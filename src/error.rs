use axum::{
    http::StatusCode,
    response::{IntoResponse, Response},
    Json,
};
use serde_json::json;
use thiserror::Error;
use tokio_postgres::error::SqlState;

use crate::models::FieldError;

#[derive(Error, Debug)]
pub enum ApiError {
    #[error("Database error: {0}")]
    Database(String),

    #[error("Validation failed: {}", summarize(.0))]
    Validation(Vec<FieldError>),

    #[error("Internal server error")]
    Internal(#[from] anyhow::Error),
}

fn summarize(errors: &[FieldError]) -> String {
    errors
        .iter()
        .map(|e| format!("{}: {}", e.field, e.message))
        .collect::<Vec<_>>()
        .join("; ")
}

impl ApiError {
    pub fn validation(field: impl Into<String>, message: impl Into<String>) -> Self {
        Self::Validation(vec![FieldError::new(field, message)])
    }

    /// Replaces the message of a persistence failure, leaving validation and
    /// internal errors as they are.
    pub fn with_message(self, message: impl Into<String>) -> Self {
        match self {
            ApiError::Database(_) => ApiError::Database(message.into()),
            other => other,
        }
    }

    /// Uses `fallback` when a persistence failure carries no message.
    pub fn or_message(self, fallback: &str) -> Self {
        match self {
            ApiError::Database(ref message) if message.trim().is_empty() => {
                ApiError::Database(fallback.to_string())
            }
            other => other,
        }
    }
}

impl IntoResponse for ApiError {
    fn into_response(self) -> Response {
        match self {
            ApiError::Validation(errors) => {
                tracing::debug!("Request validation failed: {}", summarize(&errors));
                (StatusCode::BAD_REQUEST, Json(json!({ "errors": errors }))).into_response()
            }
            ApiError::Database(message) => {
                tracing::error!("Database error: {}", message);
                (
                    StatusCode::INTERNAL_SERVER_ERROR,
                    Json(json!({ "message": message })),
                )
                    .into_response()
            }
            ApiError::Internal(err) => {
                tracing::error!("Internal server error: {:#}", err);
                (
                    StatusCode::INTERNAL_SERVER_ERROR,
                    Json(json!({ "message": "An internal server error occurred" })),
                )
                    .into_response()
            }
        }
    }
}

// PostgreSQL error mapping
impl From<tokio_postgres::Error> for ApiError {
    fn from(err: tokio_postgres::Error) -> Self {
        match err.code() {
            Some(&SqlState::NOT_NULL_VIOLATION) => {
                let field = if err.to_string().contains("title") {
                    "title"
                } else {
                    "body"
                };
                ApiError::validation(field, format!("{} can not be empty!", field))
            }
            Some(&SqlState::CHECK_VIOLATION) => {
                ApiError::validation("body", "Data validation constraint violated")
            }
            Some(&SqlState::INVALID_TEXT_REPRESENTATION) => {
                ApiError::validation("body", "Invalid data format provided")
            }
            Some(&SqlState::NUMERIC_VALUE_OUT_OF_RANGE) => {
                ApiError::validation("id", "Numeric value is out of range")
            }
            Some(&SqlState::STRING_DATA_RIGHT_TRUNCATION) => {
                ApiError::validation("title", "Text data exceeds maximum length")
            }
            Some(&SqlState::CONNECTION_EXCEPTION)
            | Some(&SqlState::CONNECTION_DOES_NOT_EXIST)
            | Some(&SqlState::CONNECTION_FAILURE) => {
                tracing::error!("PostgreSQL connection error: {}", err);
                ApiError::Database("Database connection unavailable".to_string())
            }
            Some(&SqlState::UNDEFINED_TABLE) => {
                tracing::error!("PostgreSQL schema error: {}", err);
                ApiError::Database("Tutorials table does not exist".to_string())
            }
            _ => {
                tracing::error!("Unhandled PostgreSQL error: {} (code: {:?})", err, err.code());
                ApiError::Database(format!("Database operation failed: {}", err))
            }
        }
    }
}

// Connection pool error mapping
impl From<deadpool_postgres::PoolError> for ApiError {
    fn from(err: deadpool_postgres::PoolError) -> Self {
        match err {
            deadpool_postgres::PoolError::Timeout(_) => {
                tracing::warn!("Database connection pool timeout: {}", err);
                ApiError::Database("Database connection timeout".to_string())
            }
            deadpool_postgres::PoolError::Closed => {
                tracing::error!("Database connection pool is closed: {}", err);
                ApiError::Database("Database service unavailable".to_string())
            }
            deadpool_postgres::PoolError::NoRuntimeSpecified => {
                tracing::error!("Database pool runtime error: {}", err);
                ApiError::Internal(anyhow::anyhow!("Database configuration error"))
            }
            _ => {
                tracing::error!("Database connection pool error: {}", err);
                ApiError::Database("Database connection unavailable".to_string())
            }
        }
    }
}

// Result type alias for convenience
pub type ApiResult<T> = Result<T, ApiError>;

#[cfg(test)]
mod tests {
    use super::*;
    use axum::body::to_bytes;
    use serde_json::Value;

    async fn body_json(response: Response) -> Value {
        let bytes = to_bytes(response.into_body(), usize::MAX).await.unwrap();
        serde_json::from_slice(&bytes).unwrap()
    }

    #[tokio::test]
    async fn test_validation_error_response() {
        let response = ApiError::validation("title", "title can not be empty!").into_response();
        assert_eq!(response.status(), StatusCode::BAD_REQUEST);

        let body = body_json(response).await;
        assert_eq!(
            body,
            json!({ "errors": [{ "field": "title", "message": "title can not be empty!" }] })
        );
    }

    #[tokio::test]
    async fn test_database_error_response_carries_message() {
        let response = ApiError::Database("boom".to_string())
            .with_message("Error retrieving Tutorial with id=3")
            .into_response();
        assert_eq!(response.status(), StatusCode::INTERNAL_SERVER_ERROR);

        let body = body_json(response).await;
        assert_eq!(body, json!({ "message": "Error retrieving Tutorial with id=3" }));
    }

    #[test]
    fn test_with_message_keeps_validation_errors() {
        let err = ApiError::validation("after", "Invalid cursor").with_message("ignored");
        assert!(matches!(err, ApiError::Validation(ref errors) if errors[0].field == "after"));
    }

    #[test]
    fn test_or_message_fills_blank_database_errors() {
        let err = ApiError::Database(String::new()).or_message("fallback");
        assert!(matches!(err, ApiError::Database(ref m) if m == "fallback"));

        let err = ApiError::Database("kept".to_string()).or_message("fallback");
        assert!(matches!(err, ApiError::Database(ref m) if m == "kept"));
    }
}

+ + + + +

Find the word "title" in the records. Copy every line it appears in.

                let field = if err.to_string().contains("title") {
                    "title"
                ApiError::validation("title", "Text data exceeds maximum length")
        let response = ApiError::validation("title", "title can not be empty!").into_response();
            json!({ "errors": [{ "field": "title", "message": "title can not be empty!" }] })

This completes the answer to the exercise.